14th Amendment signature page.
14th Amendment signature page.
Maybe all the fuss about the debt-ceiling being raised (or not) is beside the point if, as some observers are increasingly saying, the law that created the debt limit was unconstitutional to start with.
President Obama clearly didn't want to touch that radioactive issue when Chuck Todd of NBC News asked him about the constitutionality of the debt-ceiling law at the White House news conference Wednesday.
But others more willing to discuss it have concluded that the debt-ceiling statute, well-intentioned as it was, can't overcome the U.S. Constitution's 14th Amendment.
That post-Civil War amendment essentially says the public debts of the U.S. can't be questioned.
The relevant part reads:
The validity of the public debt of the United States, authorized by law, including debts incurred for payment of pensions and bounties for services in suppressing insurrection or rebellion, shall not be questioned.
Because the debt-limit law would seem to raise questions about U.S. public debt that was authorized by law, it would appear to fly in the face of the 14th Amendment, according to some fairly smart people.
Here's Bruce Bartlett over at the Fiscal Times, one of the most eloquent proponents of the idea that Obama could make a 14th Amendment argument for ignoring the debt-ceiling law:
A more radical solution, Plan B, would be to simply disregard the debt limit altogether on constitutional grounds, an idea I suggested in The Fiscal Times on April 29. University of Baltimore law professor Garrett Epps made a similar suggestion in The Atlantic on May 4.
The essence of the argument involves section 4 of the Fourteenth Amendment to the Constitution, which reads: "The validity of the public debt of the United States, authorized by law, including debts incurred for payment of pensions and bounties for services in suppressing insurrection or rebellion, shall not be questioned."

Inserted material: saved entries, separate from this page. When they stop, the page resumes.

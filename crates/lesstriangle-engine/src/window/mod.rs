//! Window + runtime loop.
//!
//! Owns the `winit` EventLoop and Window, and wires them to the GPU layer.

mod runtime;

pub use runtime::{control_signal, loop_signal, LoopSignal, LoopState, RedrawMode, Runtime, RuntimeConfig, RuntimeError};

In my view and that of Prof. Epps, this means that the president would have constitutional authority to take extraordinary measures to protect the public credit and prevent a debt default even if it means disregarding the debt limit, which is statutory law subordinate to the Constitution.
I now feel even more strongly that the Fourteenth Amendment trumps the debt limit. There is strong support for this position in an article by George Washington University law professor Michael Abramowicz. Writing in the Tulsa Law Journal ("Beyond Balanced Budgets, Fourteenth Amendment Style," 33:2, Winter 1997, pp. 561-612), he concludes that any government action "making uncertain whether or not a debt will be honored is unconstitutional..."

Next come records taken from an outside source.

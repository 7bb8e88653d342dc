use winit::dpi::PhysicalSize;

use super::SurfaceErrorAction;

pub(crate) fn choose_surface_format(
    caps: &wgpu::SurfaceCapabilities,
    prefer_srgb: bool,
) -> Option<wgpu::TextureFormat> {
    if caps.formats.is_empty() {
        return None;
    }

    if prefer_srgb {
        let preferred = [
            wgpu::TextureFormat::Bgra8UnormSrgb,
            wgpu::TextureFormat::Rgba8UnormSrgb,
        ];
        for f in preferred {
            if caps.formats.contains(&f) {
                return Some(f);
            }
        }
    }

    Some(caps.formats[0])
}

pub(crate) fn choose_alpha_mode(
    caps: &wgpu::SurfaceCapabilities,
    requested: Option<wgpu::CompositeAlphaMode>,
) -> wgpu::CompositeAlphaMode {
    requested
        .filter(|m| caps.alpha_modes.contains(m))
        .or_else(|| caps.alpha_modes.first().copied())
        .unwrap_or(wgpu::CompositeAlphaMode::Auto)
}

/// wgpu does not support configuring a surface with a 0x0 size; in that case,
/// only `size` is updated and configuration is deferred.
pub(crate) fn apply_resize(
    surface: &wgpu::Surface,
    device: &wgpu::Device,
    config: &mut wgpu::SurfaceConfiguration,
    size: &mut PhysicalSize<u32>,
    new_size: PhysicalSize<u32>,
) {
    *size = new_size;

    if new_size.width == 0 || new_size.height == 0 {
        return;
    }

    config.width = new_size.width;
    config.height = new_size.height;

    surface.configure(device, config);
}

pub(crate) fn map_surface_error(
    surface: &wgpu::Surface,
    device: &wgpu::Device,
    config: &wgpu::SurfaceConfiguration,
    size: PhysicalSize<u32>,
    err: wgpu::SurfaceError,
) -> SurfaceErrorAction {
    match err {
        wgpu::SurfaceError::Lost | wgpu::SurfaceError::Outdated => {
            if size.width > 0 && size.height > 0 {
                surface.configure(device, config);
            }
            SurfaceErrorAction::Reconfigured
        }
        wgpu::SurfaceError::OutOfMemory => SurfaceErrorAction::Fatal,
        wgpu::SurfaceError::Timeout => SurfaceErrorAction::SkipFrame,
        wgpu::SurfaceError::Other => SurfaceErrorAction::SkipFrame,
    }
}

#[cfg(test)]
mod tests {
    use super::*;

    fn caps(formats: Vec<wgpu::TextureFormat>, alpha: Vec<wgpu::CompositeAlphaMode>) -> wgpu::SurfaceCapabilities {
        wgpu::SurfaceCapabilities {
            formats,
            alpha_modes: alpha,
            ..Default::default()
        }
    }

    #[test]
    fn srgb_format_is_preferred() {
        let c = caps(
            vec![wgpu::TextureFormat::Bgra8Unorm, wgpu::TextureFormat::Bgra8UnormSrgb],
            vec![],
        );
        assert_eq!(choose_surface_format(&c, true), Some(wgpu::TextureFormat::Bgra8UnormSrgb));
        assert_eq!(choose_surface_format(&c, false), Some(wgpu::TextureFormat::Bgra8Unorm));
    }

    #[test]
    fn no_formats_is_none() {
        assert_eq!(choose_surface_format(&caps(vec![], vec![]), true), None);
    }

    #[test]
    fn unsupported_alpha_mode_falls_back() {
        let c = caps(vec![], vec![wgpu::CompositeAlphaMode::Opaque]);
        assert_eq!(
            choose_alpha_mode(&c, Some(wgpu::CompositeAlphaMode::PreMultiplied)),
            wgpu::CompositeAlphaMode::Opaque
        );
        assert_eq!(
            choose_alpha_mode(&caps(vec![], vec![]), None),
            wgpu::CompositeAlphaMode::Auto
        );
    }
}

The aforementioned Epps has even composed a speech the president could give if he were to direct Treasury Secretary Tim Geithner to proceed financing the government and paying the nation's creditors after the Aug. 2 drop dead date as though nothing had happened.

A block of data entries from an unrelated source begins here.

use std::ops::Range;

/// Position inside one stage of a translation unit.
#[derive(Debug, Copy, Clone, Eq, PartialEq)]
pub(crate) struct StageLocation {
    /// Index of the stage as passed to [`TranslationUnit::new`].
    pub stage: usize,
    /// 1-based line within the stage text.
    pub line: usize,
    /// 1-based column (in chars) within the line.
    pub column: usize,
}

/// The stages of one program concatenated into a single source string.
///
/// Each stage keeps its byte range so compiler spans can be mapped back to
/// the resource that produced them.
pub(crate) struct TranslationUnit {
    text: String,
    ranges: Vec<(usize, Range<usize>)>,
}

impl TranslationUnit {
    /// Concatenates `parts` in order. Each part is `(stage index, text)`.
    pub fn new<'a>(parts: impl IntoIterator<Item = (usize, &'a str)>) -> Self {
        let mut text = String::new();
        let mut ranges = Vec::new();

        for (stage, part) in parts {
            let start = text.len();
            text.push_str(part);
            if !part.ends_with('\n') {
                text.push('\n');
            }
            ranges.push((stage, start..text.len()));
        }

        Self { text, ranges }
    }

    pub fn text(&self) -> &str {
        &self.text
    }

    pub fn into_text(self) -> String {
        self.text
    }

    /// Maps a byte offset of the unit to a stage-relative location.
    ///
    /// Offsets at the very end of the unit (end-of-input errors) belong to
    /// the last stage.
    pub fn locate(&self, offset: usize) -> Option<StageLocation> {
        let (stage, range) = self
            .ranges
            .iter()
            .find(|(_, r)| r.contains(&offset))
            .or_else(|| self.ranges.last().filter(|_| offset == self.text.len()))?;

        let before = self.text.get(range.start..offset)?;
        let line = before.matches('\n').count() + 1;
        let column = before
            .rsplit('\n')
            .next()
            .map_or(0, |tail| tail.chars().count())
            + 1;

        Some(StageLocation {
            stage: *stage,
            line,
            column,
        })
    }
}

#[cfg(test)]
mod tests {
    use super::*;

    fn unit() -> TranslationUnit {
        TranslationUnit::new([(0, "aaa\nbbb\n"), (3, "ccc"), (7, "dd\ne")])
    }

    #[test]
    fn parts_are_joined_with_newlines() {
        assert_eq!(unit().text(), "aaa\nbbb\nccc\ndd\ne\n");
    }

    #[test]
    fn locate_first_stage() {
        let loc = unit().locate(5).unwrap();
        assert_eq!(loc, StageLocation { stage: 0, line: 2, column: 2 });
    }

    #[test]
    fn locate_uses_caller_stage_indices() {
        // "ccc\n" starts at byte 8.
        let loc = unit().locate(9).unwrap();
        assert_eq!(loc, StageLocation { stage: 3, line: 1, column: 2 });
    }

    #[test]
    fn locate_line_is_stage_relative() {
        // "dd\ne\n" starts at byte 12; 'e' is at 15.
        let loc = unit().locate(15).unwrap();
        assert_eq!(loc, StageLocation { stage: 7, line: 2, column: 1 });
    }

    #[test]
    fn end_of_input_belongs_to_last_stage() {
        let u = unit();
        let loc = u.locate(u.text().len()).unwrap();
        assert_eq!(loc.stage, 7);
    }

    #[test]
    fn out_of_range_offset_is_unmapped() {
        let u = unit();
        assert!(u.locate(u.text().len() + 1).is_none());
    }

    #[test]
    fn columns_count_chars_not_bytes() {
        let u = TranslationUnit::new([(0, "// é\nx")]);
        // 'x' follows "// é\n" which is 6 bytes.
        assert_eq!(u.locate(6).unwrap().column, 1);
        // byte 5 is the newline after 'é' (2 bytes wide); four chars precede it.
        assert_eq!(u.locate(5).unwrap().column, 5);
    }
}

Of course, if the president took this course, he would spark a constitutional crisis of the first order. Advocates of this position even predict there would be calls for impeaching the president.
The Republican-led House could probably even vote articles of impeachment though the Democratic-controlled Senate would no doubt fail to convict him.
Also, ignoring the debt-limit law wouldn't necessarily make the nation's creditors any less nervous since it would be another indication of how dysfunctional the U.S. government had become.
But at least the U.S. could avoid a historic default on its obligations. That certainly would be worth enduring a constitutional crisis, Bartlett and others say.
Another aspect of this 14th Amendment question that makes the possibility that the president could seize on it so interesting is that it would allow Obama to try to out Tea Party the Tea Party by pinning its argument on the pre-eminence of the Constitution.
All in all, it's a fascinating idea to ponder over the long July 4 holiday weekend.